Refer to caption — Figure 1: Comparison of anomaly datasets: The left column represents a variety of industrial and other hyperspectral anomaly detection (AD) datasets, including MV-Tec, ABU-Airport, and Cri Image Hyperion dataset of Viareggio. The right column displays the Agri-Vision Challenge Dataset, highlighting agricultural anomalies such as Weed Clusters, Water stress, and Nutrient Deficiency. This illustrates the complexity of agricultural anomalies, showcasing their large inter-class and intra-class variations and their occurrence at multiple scales, as opposed to more uniform and scale-consistent anomalies found in industrial datasets.

In precision agriculture, Unmanned Aerial Vehicles (UAVs) have emerged as a pivotal tool for monitoring agricultural landscapes efficiently. UAVs provide much higher resolution images compared to satellite images, thus capturing fine grained details on the agricultural fields. Accurate anomaly detection in UAV images is crucial for the early identification of potential issues such as pest infestations, diseases, and nutrient deficiencies.
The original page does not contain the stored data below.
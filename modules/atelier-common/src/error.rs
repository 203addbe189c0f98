use thiserror::Error;

/// Error taxonomy for the activity core. The HTTP boundary owns the mapping
/// to status codes; internal detail stays server-side.
#[derive(Error, Debug)]
pub enum AtelierError {
    #[error("Validation error: {0}")]
    Validation(String),

    #[error("Authorization error: {0}")]
    Authorization(String),

    #[error("Not found: {0}")]
    NotFound(String),

    #[error("Internal error: {0}")]
    Internal(String),
}

impl From<sqlx::Error> for AtelierError {
    fn from(e: sqlx::Error) -> Self {
        AtelierError::Internal(e.to_string())
    }
}

impl From<anyhow::Error> for AtelierError {
    fn from(e: anyhow::Error) -> Self {
        AtelierError::Internal(e.to_string())
    }
}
The dynamic and diverse nature of agricultural fields further compounds the challenge, as anomalies can vary greatly in appearance due to factors such as crop type, growth stage, and environmental conditions as compared to other anomaly detection settings, compared in Figure 1. Thus, there is a need for a completely label free approach to training anomaly detection models so that it can be applied across different crops for different kinds of anomalies. Traditionally, supervised learning methods have been used for anomaly detection systems [21, 11, 4, 2]. These methods are inherently limited by their dependence on large sets of annotated data, which are labor-intensive to create and may not capture the full spectrum of possible anomalies. Even in case of unsupervised and self supervised methods [6, 30, 29, 15, 12] where explicit anomaly labels are not used, there is a dependence on using only “normal” data for training thus making it necessary for a user to curate normal data that does not contain any types of anomalies.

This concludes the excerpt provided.